DATA RECORDS section start
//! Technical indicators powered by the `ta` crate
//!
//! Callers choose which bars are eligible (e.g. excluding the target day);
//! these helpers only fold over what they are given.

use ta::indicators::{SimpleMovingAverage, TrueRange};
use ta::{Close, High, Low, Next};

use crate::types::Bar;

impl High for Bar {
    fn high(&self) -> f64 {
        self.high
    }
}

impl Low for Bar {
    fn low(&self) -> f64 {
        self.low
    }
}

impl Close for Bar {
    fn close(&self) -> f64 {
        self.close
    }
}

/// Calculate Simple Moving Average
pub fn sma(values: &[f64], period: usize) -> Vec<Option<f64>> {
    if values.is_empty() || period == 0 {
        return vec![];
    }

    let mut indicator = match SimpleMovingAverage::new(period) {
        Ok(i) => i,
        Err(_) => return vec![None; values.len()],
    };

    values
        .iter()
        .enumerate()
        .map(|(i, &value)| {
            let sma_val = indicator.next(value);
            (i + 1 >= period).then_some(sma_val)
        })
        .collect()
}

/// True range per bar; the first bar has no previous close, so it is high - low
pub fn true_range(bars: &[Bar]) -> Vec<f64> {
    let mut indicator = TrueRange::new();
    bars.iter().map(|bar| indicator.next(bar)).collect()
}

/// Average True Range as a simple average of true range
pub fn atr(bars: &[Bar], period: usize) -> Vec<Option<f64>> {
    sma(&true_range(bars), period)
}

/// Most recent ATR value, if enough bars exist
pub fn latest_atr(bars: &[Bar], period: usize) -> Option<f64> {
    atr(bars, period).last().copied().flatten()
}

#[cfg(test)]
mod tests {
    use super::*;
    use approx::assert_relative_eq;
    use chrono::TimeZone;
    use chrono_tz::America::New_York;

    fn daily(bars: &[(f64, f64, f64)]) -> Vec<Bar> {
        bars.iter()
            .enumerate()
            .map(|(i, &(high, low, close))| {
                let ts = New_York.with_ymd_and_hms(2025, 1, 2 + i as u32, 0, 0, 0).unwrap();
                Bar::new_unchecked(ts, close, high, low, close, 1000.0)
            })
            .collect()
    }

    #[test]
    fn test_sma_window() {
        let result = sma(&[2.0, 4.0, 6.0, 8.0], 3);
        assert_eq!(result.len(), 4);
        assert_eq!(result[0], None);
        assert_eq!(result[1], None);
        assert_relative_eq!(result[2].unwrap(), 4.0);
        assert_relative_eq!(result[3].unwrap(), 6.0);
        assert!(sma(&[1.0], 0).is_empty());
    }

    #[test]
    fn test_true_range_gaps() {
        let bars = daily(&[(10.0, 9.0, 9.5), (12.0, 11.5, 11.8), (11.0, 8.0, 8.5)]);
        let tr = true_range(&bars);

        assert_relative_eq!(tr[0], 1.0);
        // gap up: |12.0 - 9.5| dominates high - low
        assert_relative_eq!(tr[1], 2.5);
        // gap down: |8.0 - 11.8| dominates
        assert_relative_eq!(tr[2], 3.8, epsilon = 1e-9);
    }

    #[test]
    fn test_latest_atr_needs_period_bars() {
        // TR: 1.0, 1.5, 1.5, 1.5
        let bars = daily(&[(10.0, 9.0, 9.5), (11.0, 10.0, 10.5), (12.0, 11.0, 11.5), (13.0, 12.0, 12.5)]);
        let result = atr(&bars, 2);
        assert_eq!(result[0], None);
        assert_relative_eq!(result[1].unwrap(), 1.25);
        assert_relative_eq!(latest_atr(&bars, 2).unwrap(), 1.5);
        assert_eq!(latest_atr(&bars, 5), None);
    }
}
DATA RECORDS section end
DATA RECORDS section start
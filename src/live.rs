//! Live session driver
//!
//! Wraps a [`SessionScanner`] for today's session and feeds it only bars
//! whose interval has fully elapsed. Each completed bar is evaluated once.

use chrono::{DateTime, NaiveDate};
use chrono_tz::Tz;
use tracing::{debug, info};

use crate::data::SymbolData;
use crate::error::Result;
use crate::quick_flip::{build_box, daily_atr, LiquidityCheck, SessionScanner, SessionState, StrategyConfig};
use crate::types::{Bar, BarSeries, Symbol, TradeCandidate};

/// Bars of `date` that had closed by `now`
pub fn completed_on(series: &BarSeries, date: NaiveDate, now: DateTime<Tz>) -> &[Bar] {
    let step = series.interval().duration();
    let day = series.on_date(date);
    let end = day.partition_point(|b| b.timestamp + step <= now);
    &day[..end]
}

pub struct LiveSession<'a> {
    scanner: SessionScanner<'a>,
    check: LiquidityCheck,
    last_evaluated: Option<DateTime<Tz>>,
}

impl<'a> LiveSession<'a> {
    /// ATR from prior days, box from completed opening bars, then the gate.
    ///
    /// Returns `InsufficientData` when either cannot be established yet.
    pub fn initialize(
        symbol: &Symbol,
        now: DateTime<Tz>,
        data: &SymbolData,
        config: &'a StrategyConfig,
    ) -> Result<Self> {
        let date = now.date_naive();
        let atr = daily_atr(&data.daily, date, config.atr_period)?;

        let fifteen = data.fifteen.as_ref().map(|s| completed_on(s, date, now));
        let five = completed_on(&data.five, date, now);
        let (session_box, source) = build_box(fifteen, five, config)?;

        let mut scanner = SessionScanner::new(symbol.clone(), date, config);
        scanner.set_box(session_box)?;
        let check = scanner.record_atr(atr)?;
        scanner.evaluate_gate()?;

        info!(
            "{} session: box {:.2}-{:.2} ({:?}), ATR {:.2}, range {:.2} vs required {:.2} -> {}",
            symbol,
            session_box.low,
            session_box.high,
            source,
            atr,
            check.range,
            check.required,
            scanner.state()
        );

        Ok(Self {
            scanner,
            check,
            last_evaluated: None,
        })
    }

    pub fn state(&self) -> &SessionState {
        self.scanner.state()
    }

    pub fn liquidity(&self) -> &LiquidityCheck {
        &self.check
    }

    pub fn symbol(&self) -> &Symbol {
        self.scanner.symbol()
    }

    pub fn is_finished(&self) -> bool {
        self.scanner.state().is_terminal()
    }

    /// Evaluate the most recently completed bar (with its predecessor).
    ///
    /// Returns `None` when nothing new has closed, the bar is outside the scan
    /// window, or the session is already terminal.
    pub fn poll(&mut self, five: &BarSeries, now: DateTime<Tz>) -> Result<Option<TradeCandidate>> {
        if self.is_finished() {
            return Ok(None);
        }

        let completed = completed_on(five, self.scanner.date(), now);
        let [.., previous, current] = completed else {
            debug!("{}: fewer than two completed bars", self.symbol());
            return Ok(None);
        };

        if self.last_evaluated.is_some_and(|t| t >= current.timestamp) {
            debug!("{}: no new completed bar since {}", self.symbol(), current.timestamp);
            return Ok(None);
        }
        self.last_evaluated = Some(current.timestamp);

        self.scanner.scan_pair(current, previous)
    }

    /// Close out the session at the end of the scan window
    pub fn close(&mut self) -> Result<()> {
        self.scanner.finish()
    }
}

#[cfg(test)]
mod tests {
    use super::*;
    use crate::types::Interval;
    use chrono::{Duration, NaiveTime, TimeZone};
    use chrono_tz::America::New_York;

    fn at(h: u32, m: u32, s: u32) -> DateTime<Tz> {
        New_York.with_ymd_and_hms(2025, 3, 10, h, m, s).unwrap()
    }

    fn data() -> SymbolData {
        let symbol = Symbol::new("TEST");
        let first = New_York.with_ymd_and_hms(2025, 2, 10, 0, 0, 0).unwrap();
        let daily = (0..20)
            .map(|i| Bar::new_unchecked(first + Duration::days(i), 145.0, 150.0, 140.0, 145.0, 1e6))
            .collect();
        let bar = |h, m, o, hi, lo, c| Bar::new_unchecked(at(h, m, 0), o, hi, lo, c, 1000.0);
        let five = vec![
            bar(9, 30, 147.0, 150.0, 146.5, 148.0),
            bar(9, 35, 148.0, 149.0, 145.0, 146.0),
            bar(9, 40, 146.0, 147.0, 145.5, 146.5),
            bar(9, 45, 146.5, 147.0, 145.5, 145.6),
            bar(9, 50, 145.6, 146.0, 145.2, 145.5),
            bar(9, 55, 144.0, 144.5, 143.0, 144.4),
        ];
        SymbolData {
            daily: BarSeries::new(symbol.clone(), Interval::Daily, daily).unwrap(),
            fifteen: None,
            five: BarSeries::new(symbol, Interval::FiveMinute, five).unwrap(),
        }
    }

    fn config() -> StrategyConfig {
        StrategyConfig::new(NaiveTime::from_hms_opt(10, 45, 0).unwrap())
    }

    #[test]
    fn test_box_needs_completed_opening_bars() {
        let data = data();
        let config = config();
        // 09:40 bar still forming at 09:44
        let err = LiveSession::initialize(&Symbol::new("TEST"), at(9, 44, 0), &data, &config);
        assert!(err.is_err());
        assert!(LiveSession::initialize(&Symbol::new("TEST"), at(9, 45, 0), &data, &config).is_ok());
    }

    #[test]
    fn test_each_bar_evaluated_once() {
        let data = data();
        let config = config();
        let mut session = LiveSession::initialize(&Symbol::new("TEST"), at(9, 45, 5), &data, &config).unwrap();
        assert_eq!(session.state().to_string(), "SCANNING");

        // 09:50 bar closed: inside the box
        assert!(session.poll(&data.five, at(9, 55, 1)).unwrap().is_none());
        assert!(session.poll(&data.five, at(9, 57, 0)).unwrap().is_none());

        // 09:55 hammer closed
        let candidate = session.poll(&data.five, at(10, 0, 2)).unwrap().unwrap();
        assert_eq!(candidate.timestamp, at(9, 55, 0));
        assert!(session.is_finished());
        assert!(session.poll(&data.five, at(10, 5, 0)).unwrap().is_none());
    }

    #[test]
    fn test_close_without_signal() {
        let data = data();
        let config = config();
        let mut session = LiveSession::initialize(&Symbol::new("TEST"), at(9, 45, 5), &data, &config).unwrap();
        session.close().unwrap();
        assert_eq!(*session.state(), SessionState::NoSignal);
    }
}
DATA RECORDS section end
• **ASSIGNED TASK**
Among the lines above, please find those with "timestamp" and copy them.

• **EXERCISE SOLUTION**
    let end = day.partition_point(|b| b.timestamp + step <= now);
        if self.last_evaluated.is_some_and(|t| t >= current.timestamp) {
            debug!("{}: no new completed bar since {}", self.symbol(), current.timestamp);
        self.last_evaluated = Some(current.timestamp);
        assert_eq!(candidate.timestamp, at(9, 55, 0));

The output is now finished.